The scientists called for increasing the amount of African-led research into agricultural biotechnology, according to a statement issued after the meeting.
Fatima Denton, who is charge of the climate policy centre at UN Economic Commission for Africa (UN-ECA), said: “African agriculture is increasingly vulnerable to environmental change as a result of climate variability and change.
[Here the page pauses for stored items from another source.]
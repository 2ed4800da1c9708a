pub mod chunk_model;
pub mod document_model;
pub mod query_model;

pub use chunk_model::{ChunkModel, NewChunkModel};
pub use document_model::{DocumentModel, NewDocumentModel};
pub use query_model::NewQueryModel;
use std::sync::Arc;

use crate::application::ports::generation_provider::{ChatMessage, GenerationProvider};
use crate::application::services::retrieval::RetrievedContext;
use crate::domain::entities::{Answer, AnswerMode, Citation};
use crate::domain::repositories::chunk_repository::RankedChunk;

const GROUNDED_TEMPERATURE: f32 = 0.3;
const CONVERSATIONAL_TEMPERATURE: f32 = 0.7;
const SNIPPET_CHARS: usize = 200;

const GROUNDED_SYSTEM_PROMPT: &str = "You answer questions using only the numbered sources \
provided in the context. If the context does not contain the answer, say explicitly that the \
documents do not contain enough information. Cite the sources you used inline as [Source n].";

const CONVERSATIONAL_SYSTEM_PROMPT: &str = "You are a helpful assistant. No workspace documents \
are being used for this conversation; answer from general knowledge and keep a natural tone.";

const NO_CONTEXT_ANSWER: &str = "I couldn't find any information in this workspace's documents \
to answer that. Try uploading relevant documents first.";

const GENERATION_FAILED_ANSWER: &str = "I ran into a problem while generating an answer. \
Please try again.";

/// Builds the grounded context, asks the generation provider, and binds
/// citations. Per the error policy of the query path this service never
/// returns an error: every failure becomes a user-safe degraded answer
/// with the cause recorded in `Answer::failure`.
pub struct AnswerService {
    generation_provider: Arc<dyn GenerationProvider>,
    max_tokens: u32,
}

impl AnswerService {
    pub fn new(generation_provider: Arc<dyn GenerationProvider>, max_tokens: u32) -> Self {
        Self {
            generation_provider,
            max_tokens,
        }
    }

    pub async fn answer(
        &self,
        question: &str,
        context: &RetrievedContext,
        requested_mode: Option<AnswerMode>,
    ) -> Answer {
        let mode = requested_mode.unwrap_or(AnswerMode::Grounded);

        if mode == AnswerMode::Conversational {
            return self.converse(question, context.degraded).await;
        }

        if context.is_empty() {
            // Nothing to ground on: a flagged, citation-free reply, not an error.
            return Answer {
                text: NO_CONTEXT_ANSWER.to_string(),
                mode: AnswerMode::Grounded,
                citations: Vec::new(),
                insufficient_context: true,
                degraded: context.degraded,
                failure: None,
            };
        }

        let context_block = build_context_block(&context.chunks);
        let citations = map_citations(&context.chunks);

        let messages = [
            ChatMessage::system(GROUNDED_SYSTEM_PROMPT),
            ChatMessage::user(format!(
                "Context:\n{}\n\nQuestion: {}",
                context_block, question
            )),
        ];

        match self
            .generation_provider
            .complete(&messages, GROUNDED_TEMPERATURE, self.max_tokens)
            .await
        {
            Ok(text) => Answer {
                text,
                mode: AnswerMode::Grounded,
                citations,
                insufficient_context: false,
                degraded: context.degraded,
                failure: None,
            },
            Err(error) => {
                tracing::warn!(error = %error, "grounded generation failed");
                Answer {
                    text: GENERATION_FAILED_ANSWER.to_string(),
                    mode: AnswerMode::Grounded,
                    citations: Vec::new(),
                    insufficient_context: false,
                    degraded: true,
                    failure: Some(error.to_string()),
                }
            }
        }
    }

    async fn converse(&self, question: &str, retrieval_degraded: bool) -> Answer {
        let messages = [
            ChatMessage::system(CONVERSATIONAL_SYSTEM_PROMPT),
            ChatMessage::user(question),
        ];

        match self
            .generation_provider
            .complete(&messages, CONVERSATIONAL_TEMPERATURE, self.max_tokens)
            .await
        {
            Ok(text) => Answer {
                text,
                mode: AnswerMode::Conversational,
                citations: Vec::new(),
                insufficient_context: false,
                degraded: retrieval_degraded,
                failure: None,
            },
            Err(error) => {
                tracing::warn!(error = %error, "conversational generation failed");
                Answer {
                    text: GENERATION_FAILED_ANSWER.to_string(),
                    mode: AnswerMode::Conversational,
                    citations: Vec::new(),
                    insufficient_context: false,
                    degraded: true,
                    failure: Some(error.to_string()),
                }
            }
        }
    }
}

/// Concatenate retrieved chunks under numbered headers, in retrieval
/// order, so `[Source n]` references resolve against the citation list.
fn build_context_block(chunks: &[RankedChunk]) -> String {
    chunks
        .iter()
        .enumerate()
        .map(|(i, ranked)| {
            format!(
                "Source {} ({}):\n{}",
                i + 1,
                ranked.document_title,
                ranked.chunk.chunk_text()
            )
        })
        .collect::<Vec<_>>()
        .join("\n\n")
}

/// One citation per context chunk, indexed 1-based in assembly order.
fn map_citations(chunks: &[RankedChunk]) -> Vec<Citation> {
    chunks
        .iter()
        .enumerate()
        .map(|(i, ranked)| Citation {
            index: i + 1,
            chunk_id: ranked.chunk.id(),
            document_id: ranked.chunk.document_id(),
            document_title: ranked.document_title.clone(),
            snippet: snippet_of(ranked.chunk.chunk_text()),
        })
        .collect()
}

fn snippet_of(text: &str) -> String {
    let mut chars = text.chars();
    let preview: String = chars.by_ref().take(SNIPPET_CHARS).collect();
    if chars.next().is_some() {
        format!("{}…", preview)
    } else {
        preview
    }
}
In this regard, biotechnology could help in breeding crop varieties that resist pests, crops that use less water, crops that use less fertilizers.”
Attendees discussed in a workshop current biotechnology research by African scientists, such as efforts to create crops with improved vitamin content, the statement said.
‘Cost-effective’ domestication of local species
Patrick Worms, a senior science policy advisor at the World Agroforestry Centre, told EurActiv that the full range of different approaches would have to be taken to ensure the world’s rising population gets enough food, while combatting climate change.
“We’re going to need biotechnology; we’re going to need agro-ecology; we’re going to need agro-forestry; we’re going to need fertilisers and
He added that tapping local knowledge of plant varieties could be more cost-effective in the long-run than attempting to extract more gains from Western food staples.
“These crops, on which we all depend, maize, wheat, rice, that sort of thing, have already been engineered over thousands of years to be very very different from their wild counterparts, and to already be as close to perfection as its possible to get with existing technology”, he said.
“But if we focus too much of our scientific resources behind that approach, then we leave a much more cost-effective solution on the table, and that is to do the basic work of domesticating these hundreds of species that could be very valuable in ensuring food security and that are currently nearly harvested in the wild,” Worms added.
The agro-forestry expert cited the baobab, an “iconic” African tree. “It’s not been domesticated and both its fruit and its leaves have a nutritional profile which puts avocados and oranges to shame, in terms of the content of micronutrients, vitamins, et cetera.”
The German ministry of research and education (BMBF) and the UN-ECA funded the Addis Ababa workshop.
NASAC and EASAC also collaborate on other challenges facing the African continent, such as water management, climate change and health.